ACTIVITY
As the answer, give every line of the records that includes the word "struct".

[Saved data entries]
//! Pipeline configuration.
//!
//! Loaded from a TOML file when one is given, otherwise from the built-in
//! `config/default.toml` embedded at compile time. Keys a file leaves out
//! fall back to the [`Default`] impls below. The data directory can be
//! overridden with the `SNOW_COVER_DATA_DIR` environment variable.

use std::path::{Path, PathBuf};

use serde::Deserialize;
use snow_cover_source_models::{ExtractionFilter, SnodasProduct};

use crate::SourceError;
use crate::paths::DataLayout;
use crate::retry::RetryPolicy;

/// The built-in configuration used when no file is given.
pub const BUILTIN_CONFIG: &str = include_str!("../config/default.toml");

/// Environment variable that overrides [`PipelineConfig::data_dir`].
pub const DATA_DIR_ENV: &str = "SNOW_COVER_DATA_DIR";

/// Top-level configuration.
#[derive(Debug, Clone, PartialEq, Eq, Deserialize)]
#[serde(default, deny_unknown_fields)]
pub struct PipelineConfig {
    /// Root of the date-partitioned data tree.
    pub data_dir: PathBuf,
    /// Shared HTTP behaviour.
    pub http: HttpConfig,
    /// NDSI listing and download settings.
    pub ndsi: NdsiConfig,
    /// SNODAS archive settings.
    pub snodas: SnodasConfig,
    /// External translation tool settings.
    pub convert: ConvertConfig,
}

impl Default for PipelineConfig {
    fn default() -> Self {
        Self {
            data_dir: PathBuf::from("data"),
            http: HttpConfig::default(),
            ndsi: NdsiConfig::default(),
            snodas: SnodasConfig::default(),
            convert: ConvertConfig::default(),
        }
    }
}

impl PipelineConfig {
    /// Parses a TOML document.
    ///
    /// # Errors
    ///
    /// Returns [`SourceError::Configuration`] on invalid TOML or unknown keys.
    pub fn from_toml(toml_str: &str) -> Result<Self, SourceError> {
        toml::de::from_str(toml_str).map_err(|e| SourceError::Configuration(e.to_string()))
    }

    /// Loads the configuration from `path`, or [`BUILTIN_CONFIG`] when
    /// `None`, then applies environment overrides.
    ///
    /// # Errors
    ///
    /// Returns [`SourceError::Configuration`] if the file cannot be read or
    /// parsed.
    pub fn load(path: Option<&Path>) -> Result<Self, SourceError> {
        let mut config = match path {
            Some(path) => {
                let text = std::fs::read_to_string(path).map_err(|e| {
                    SourceError::Configuration(format!("cannot read {}: {e}", path.display()))
                })?;
                Self::from_toml(&text)?
            }
            None => Self::from_toml(BUILTIN_CONFIG)?,
        };

        if let Ok(dir) = std::env::var(DATA_DIR_ENV)
            && !dir.trim().is_empty()
        {
            log::debug!("Using data directory from {DATA_DIR_ENV}: {dir}");
            config.data_dir = PathBuf::from(dir);
        }

        Ok(config)
    }

    /// The on-disk layout rooted at [`Self::data_dir`].
    #[must_use]
    pub fn layout(&self) -> DataLayout {
        DataLayout::new(&self.data_dir)
    }
}

/// HTTP client and retry settings applied to every network fetch.
#[derive(Debug, Clone, PartialEq, Eq, Deserialize)]
#[serde(default, deny_unknown_fields)]
pub struct HttpConfig {
    /// Whole-request timeout, including the body.
    pub timeout_secs: u64,
    /// TCP/TLS connect timeout.
    pub connect_timeout_secs: u64,
    /// Retries after the first attempt for transient failures.
    pub max_retries: u32,
    /// Delay before the first retry; doubles on each further retry.
    pub retry_base_delay_ms: u64,
    /// `User-Agent` header.
    pub user_agent: String,
}

impl Default for HttpConfig {
    fn default() -> Self {
        Self {
            timeout_secs: 600,
            connect_timeout_secs: 30,
            max_retries: 3,
            retry_base_delay_ms: 2_000,
            user_agent: format!("snow-cover-ingest/{}", env!("CARGO_PKG_VERSION")),
        }
    }
}

impl HttpConfig {
    /// The retry policy described by this config.
    #[must_use]
    pub const fn retry_policy(&self) -> RetryPolicy {
        RetryPolicy {
            max_retries: self.max_retries,
            base_delay_ms: self.retry_base_delay_ms,
        }
    }
}

/// NDSI (MODIS snow cover) listing settings.
#[derive(Debug, Clone, PartialEq, Eq, Deserialize)]
#[serde(default, deny_unknown_fields)]
pub struct NdsiConfig {
    /// Listing base; `/<YYYY>/<MM>/<DD>/` is appended per date.
    pub listing_base_url: String,
    /// Only hrefs ending in this suffix are downloaded.
    pub link_extension: String,
    /// Maximum simultaneous link downloads.
    pub concurrency: usize,
    /// Host whose netrc credentials authorize requests.
    pub credential_machine: String,
    /// Netrc file; defaults to `$HOME/.netrc`.
    pub netrc_path: Option<PathBuf>,
}

impl Default for NdsiConfig {
    fn default() -> Self {
        Self {
            listing_base_url: "https://cmr.earthdata.nasa.gov/virtual-directory/collections/C3028765772-NSIDC_CPRD/temporal".to_string(),
            link_extension: ".hdf".to_string(),
            concurrency: 4,
            credential_machine: "urs.earthdata.nasa.gov".to_string(),
            netrc_path: None,
        }
    }
}

/// SNODAS archive settings.
#[derive(Debug, Clone, PartialEq, Eq, Deserialize)]
#[serde(default, deny_unknown_fields)]
pub struct SnodasConfig {
    /// Archive base; `/<YYYY>/<MM_Mon>/SNODAS_unmasked_<YYYYMMDD>.tar` is
    /// appended per date.
    pub archive_base_url: String,
    /// Member-name keywords to keep when extracting.
    pub keep_keywords: Vec<String>,
}

impl Default for SnodasConfig {
    fn default() -> Self {
        Self {
            archive_base_url: "https://noaadata.apps.nsidc.org/NOAA/G02158/unmasked".to_string(),
            keep_keywords: vec![SnodasProduct::SnowWaterEquivalent.code().to_string()],
        }
    }
}

impl SnodasConfig {
    /// The extraction filter built from [`Self::keep_keywords`].
    #[must_use]
    pub fn filter(&self) -> ExtractionFilter {
        ExtractionFilter::new(self.keep_keywords.iter().cloned())
    }
}

/// External raster translation tool settings.
#[derive(Debug, Clone, PartialEq, Eq, Deserialize)]
#[serde(default, deny_unknown_fields)]
pub struct ConvertConfig {
    /// Program to invoke.
    pub program: String,
    /// GDAL driver prefix for the NDSI subdataset name.
    pub ndsi_driver: String,
    /// HDF-EOS grid holding the NDSI layer.
    pub ndsi_grid: String,
    /// Subdataset extracted from each NDSI tile.
    pub ndsi_subdataset: String,
}

impl Default for ConvertConfig {
    fn default() -> Self {
        Self {
            program: "gdal_translate".to_string(),
            ndsi_driver: "HDF4_EOS:EOS_GRID".to_string(),
            ndsi_grid: "MOD_Grid_Snow_500m".to_string(),
            ndsi_subdataset: "MOD10A1_NDSI_Snow_Cover".to_string(),
        }
    }
}

#[cfg(test)]
mod tests {
    use super::*;

    #[test]
    fn shipped_config_matches_defaults() {
        let shipped = PipelineConfig::from_toml(BUILTIN_CONFIG).unwrap();
        let mut expected = PipelineConfig::default();
        // The shipped file pins a version-free agent string.
        expected.http.user_agent.clone_from(&shipped.http.user_agent);
        assert_eq!(shipped, expected);
    }

    #[test]
    fn partial_config_keeps_remaining_defaults() {
        let config = PipelineConfig::from_toml(
            r#"
            data_dir = "/srv/snow"

            [snodas]
            keep_keywords = ["11034", "11036"]
            "#,
        )
        .unwrap();

        assert_eq!(config.data_dir, PathBuf::from("/srv/snow"));
        assert_eq!(config.snodas.keep_keywords, ["11034", "11036"]);
        assert_eq!(config.ndsi, NdsiConfig::default());
        assert_eq!(config.http.max_retries, 3);
        assert!(config.snodas.filter().matches("us_ssmv11036tS__T0001.dat.gz"));
    }

    #[test]
    fn unknown_keys_are_configuration_errors() {
        let err = PipelineConfig::from_toml("[ndsi]\nlisting_url = \"x\"\n").unwrap_err();
        assert!(matches!(err, SourceError::Configuration(_)));
    }

    #[test]
    fn load_without_file_uses_builtin_config() {
        let config = PipelineConfig::load(None).unwrap();
        let builtin = PipelineConfig::from_toml(BUILTIN_CONFIG).unwrap();

        assert_eq!(config.http, builtin.http);
        assert_eq!(config.http.user_agent, "snow-cover-ingest");
        assert_eq!(config.convert.program, "gdal_translate");
        assert_eq!(config.ndsi.link_extension, ".hdf");
    }

    #[test]
    fn load_reports_missing_file() {
        let err = PipelineConfig::load(Some(Path::new("/nonexistent/snow.toml"))).unwrap_err();
        assert!(matches!(err, SourceError::Configuration(_)));
    }
}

RESPONSE AREA
pub struct PipelineConfig {
pub struct HttpConfig {
pub struct NdsiConfig {
pub struct SnodasConfig {
pub struct ConvertConfig {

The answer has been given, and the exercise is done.